THE TASK:
Report each line of the listing below that holds "LinkError".

*** Opening of RECORDED INFORMATION ***

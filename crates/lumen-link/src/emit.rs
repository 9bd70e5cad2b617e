use crate::scan::ScanResult;
use crate::scope::ResourceScope;

/// Assemble the injected block for one stage and splice it in at the placeholder.
///
/// Order: external scope declarations (in scope order), the stage's interface declarations, then
/// the mesh scope's buffer and texture declarations.
pub(crate) fn emit_stage(
    scanned: &ScanResult,
    scopes: &[&dyn ResourceScope],
    interface_code: &[&str],
    mesh_code: &str,
) -> String {
    let mut block = String::new();
    for scope in scopes {
        push_section(&mut block, scope.shader_declaration());
    }
    for code in interface_code {
        push_section(&mut block, code);
    }
    push_section(&mut block, mesh_code);
    scanned.splice(&block)
}

fn push_section(block: &mut String, code: &str) {
    if code.is_empty() {
        return;
    }
    block.push_str(code);
    if !code.ends_with('\n') {
        block.push('\n');
    }
}
use crate::error::LinkError;
use crate::scan::DeclKeyword;
use crate::stage::ShaderStage;
use crate::uniform::is_identifier;

/// Qualifiers that may precede the type of an attribute, varying or output declaration. They are
/// carried through to the rewritten declaration untouched.
const QUALIFIERS: &[&str] = &[
    "lowp",
    "mediump",
    "highp",
    "flat",
    "smooth",
    "noperspective",
    "centroid",
];

/// `[qualifiers] <type> <name>` as used by stage interface declarations.
#[derive(Debug, Clone, PartialEq, Eq)]
pub(crate) struct InterfaceDeclaration<'a> {
    pub qualifiers: Vec<&'a str>,
    pub type_name: &'a str,
    pub name: &'a str,
}

impl InterfaceDeclaration<'_> {
    /// Qualifiers joined with trailing space, ready to prefix the type.
    pub fn qualifier_prefix(&self) -> String {
        let mut out = String::new();
        for q in &self.qualifiers {
            out.push_str(q);
            out.push(' ');
        }
        out
    }
}

pub(crate) fn parse_interface_line(
    text: &str,
    keyword: DeclKeyword,
    stage: ShaderStage,
) -> Result<InterfaceDeclaration<'_>, LinkError> {
    let words = text.split_whitespace().collect::<Vec<_>>();
    let qualifier_count = words
        .iter()
        .take_while(|w| QUALIFIERS.contains(*w))
        .count();

    match words[qualifier_count..] {
        [type_name, name] if is_identifier(type_name) && is_identifier(name) => {
            Ok(InterfaceDeclaration {
                qualifiers: words[..qualifier_count].to_vec(),
                type_name,
                name,
            })
        }
        _ => Err(LinkError::InvalidDeclaration {
            stage,
            keyword,
            text: text.to_owned(),
        }),
    }
}
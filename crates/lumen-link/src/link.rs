use std::collections::BTreeMap;

use tracing::debug;

use crate::bindings::{BindGroupNames, BindingTable, HighPrecisionSampling};
use crate::emit::emit_stage;
use crate::error::LinkError;
use crate::layout::UniformBufferLayout;
use crate::scan::{scan, DeclKeyword, ScanResult};
use crate::scope::{build_scope_resources, scope_provider, PreparedScope, ResourceScope};
use crate::stage::ShaderStage;
use crate::tables::LinkTables;
use crate::uniform::{merge_uniforms, UniformDeclaration};
use crate::varying::{assign_outputs, match_varyings, OutputBinding, VaryingBinding};
use crate::vertex::{
    assign_attributes, AttributeBinding, NoVertexFormats, Semantic, VertexFormatLookup,
};

#[derive(Debug, Clone, Default, PartialEq, Eq, Hash)]
pub struct LinkOptions {
    pub high_precision_sampling: HighPrecisionSampling,
    pub bind_groups: BindGroupNames,
}

/// Everything one link call reads. Nothing here is retained past the call.
#[derive(Clone, Copy)]
pub struct LinkInput<'a> {
    pub vertex: &'a str,
    pub fragment: &'a str,
    /// Attribute identifier → semantic. Attributes missing here are dropped from the output.
    pub attributes: &'a BTreeMap<String, Semantic>,
    pub vertex_formats: &'a dyn VertexFormatLookup,
    /// External scopes; scope `i` occupies bind group `i`.
    pub scopes: &'a [&'a dyn ResourceScope],
}

impl<'a> LinkInput<'a> {
    /// Input with float-only vertex data and no external scopes.
    pub fn new(
        vertex: &'a str,
        fragment: &'a str,
        attributes: &'a BTreeMap<String, Semantic>,
    ) -> Self {
        Self {
            vertex,
            fragment,
            attributes,
            vertex_formats: &NoVertexFormats,
            scopes: &[],
        }
    }

    pub fn with_vertex_formats(mut self, formats: &'a dyn VertexFormatLookup) -> Self {
        self.vertex_formats = formats;
        self
    }

    pub fn with_scopes(mut self, scopes: &'a [&'a dyn ResourceScope]) -> Self {
        self.scopes = scopes;
        self
    }
}

#[derive(Debug, Clone, PartialEq, Eq)]
pub struct LinkedShader {
    pub vertex: String,
    pub fragment: String,
    /// Layout of the mesh group's uniform buffer; `None` when every value uniform is provided by
    /// an external scope (or there are none).
    pub uniform_buffer: Option<UniformBufferLayout>,
    /// Mesh group bindings.
    pub bindings: BindingTable,
    pub attributes: Vec<AttributeBinding>,
    /// Vertex varyings in declaration order.
    pub varyings: Vec<VaryingBinding>,
    pub outputs: Vec<OutputBinding>,
}

/// Rewrites a vertex/fragment pair to explicit locations and bindings.
///
/// A linker is immutable once built; all per-link state lives in the call.
#[derive(Debug, Clone, Default)]
pub struct ShaderLinker {
    tables: LinkTables,
    options: LinkOptions,
}

impl ShaderLinker {
    pub fn new(options: LinkOptions) -> Self {
        Self::with_tables(LinkTables::standard(), options)
    }

    pub fn with_tables(tables: LinkTables, options: LinkOptions) -> Self {
        Self { tables, options }
    }

    pub fn options(&self) -> &LinkOptions {
        &self.options
    }

    pub fn tables(&self) -> &LinkTables {
        &self.tables
    }

    /// Build an external scope for bind group `group` from uniform payloads such as
    /// `mat4 matrix_viewProjection`.
    pub fn prepare_scope(&self, group: u32, lines: &[&str]) -> Result<PreparedScope, LinkError> {
        let groups = &self.options.bind_groups;
        let name = match groups.name(group) {
            Some(name) if group < groups.mesh_group() => name,
            _ => {
                return Err(LinkError::TooManyScopes {
                    count: group as usize + 1,
                    groups: groups.len(),
                })
            }
        };
        PreparedScope::build(
            group,
            name,
            lines,
            &self.tables,
            self.options.high_precision_sampling,
        )
    }

    pub fn link(&self, input: &LinkInput<'_>) -> Result<LinkedShader, LinkError> {
        let groups = &self.options.bind_groups;
        if input.scopes.len() >= groups.len() {
            return Err(LinkError::TooManyScopes {
                count: input.scopes.len(),
                groups: groups.len(),
            });
        }

        let vs = scan(input.vertex, ShaderStage::Vertex)?;
        let fs = scan(input.fragment, ShaderStage::Fragment)?;
        reject_foreign_declarations(&vs, DeclKeyword::Output, ShaderStage::Vertex)?;
        reject_foreign_declarations(&fs, DeclKeyword::Attribute, ShaderStage::Fragment)?;

        let attributes = assign_attributes(
            &vs.attributes,
            input.attributes,
            input.vertex_formats,
            self.tables.locations(),
        )?;
        let varyings = match_varyings(&vs.varyings, &fs.varyings)?;
        let outputs = assign_outputs(&fs.outputs)?;

        let uniforms = merge_stage_uniforms(&vs, &fs)?;

        let mut values = Vec::new();
        let mut textures = Vec::new();
        for uniform in &uniforms {
            match scope_provider(input.scopes, uniform) {
                Some(group) => debug!(
                    name = uniform.name.as_str(),
                    group,
                    texture = uniform.is_texture,
                    "uniform provided by external scope"
                ),
                None if uniform.is_texture => textures.push(uniform),
                None => values.push(uniform),
            }
        }

        let mesh = build_scope_resources(
            groups.mesh_group(),
            groups.mesh_name(),
            &values,
            &textures,
            &self.tables,
            self.options.high_precision_sampling,
        )?;

        let vertex = emit_stage(
            &vs,
            input.scopes,
            &[attributes.code.as_str(), varyings.vertex_code.as_str()],
            &mesh.code,
        );
        let fragment = emit_stage(
            &fs,
            input.scopes,
            &[varyings.fragment_code.as_str(), outputs.code.as_str()],
            &mesh.code,
        );

        debug!(
            attributes = attributes.bindings.len(),
            varyings = varyings.vertex.len(),
            outputs = outputs.bindings.len(),
            fields = values.len(),
            textures = textures.len(),
            buffer_bytes = mesh.layout.as_ref().map_or(0, |l| l.total_byte_size()),
            "linked shader"
        );

        Ok(LinkedShader {
            vertex,
            fragment,
            uniform_buffer: mesh.layout,
            bindings: mesh.bindings,
            attributes: attributes.bindings,
            varyings: varyings.vertex,
            outputs: outputs.bindings,
        })
    }
}

/// Vertex uniforms first, then fragment uniforms, with repeats removed.
pub(crate) fn merge_stage_uniforms(
    vs: &ScanResult,
    fs: &ScanResult,
) -> Result<Vec<UniformDeclaration>, LinkError> {
    merge_uniforms(
        vs.uniforms
            .iter()
            .map(|text| (ShaderStage::Vertex, text.as_str()))
            .chain(
                fs.uniforms
                    .iter()
                    .map(|text| (ShaderStage::Fragment, text.as_str())),
            ),
    )
}

/// `out` only means a fragment output and `attribute` only a vertex input; either in the other
/// stage would otherwise disappear from the rewritten source.
fn reject_foreign_declarations(
    scanned: &ScanResult,
    keyword: DeclKeyword,
    stage: ShaderStage,
) -> Result<(), LinkError> {
    match scanned.lines(keyword).first() {
        Some(text) => Err(LinkError::InvalidDeclaration {
            stage,
            keyword,
            text: text.clone(),
        }),
        None => Ok(()),
    }
}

*** Close of RECORDED INFORMATION ***

REPLY:
use crate::error::LinkError;
) -> Result<InterfaceDeclaration<'_>, LinkError> {
        _ => Err(LinkError::InvalidDeclaration {
use crate::error::LinkError;
    pub fn prepare_scope(&self, group: u32, lines: &[&str]) -> Result<PreparedScope, LinkError> {
                return Err(LinkError::TooManyScopes {
    pub fn link(&self, input: &LinkInput<'_>) -> Result<LinkedShader, LinkError> {
            return Err(LinkError::TooManyScopes {
) -> Result<Vec<UniformDeclaration>, LinkError> {
) -> Result<(), LinkError> {
        Some(text) => Err(LinkError::InvalidDeclaration {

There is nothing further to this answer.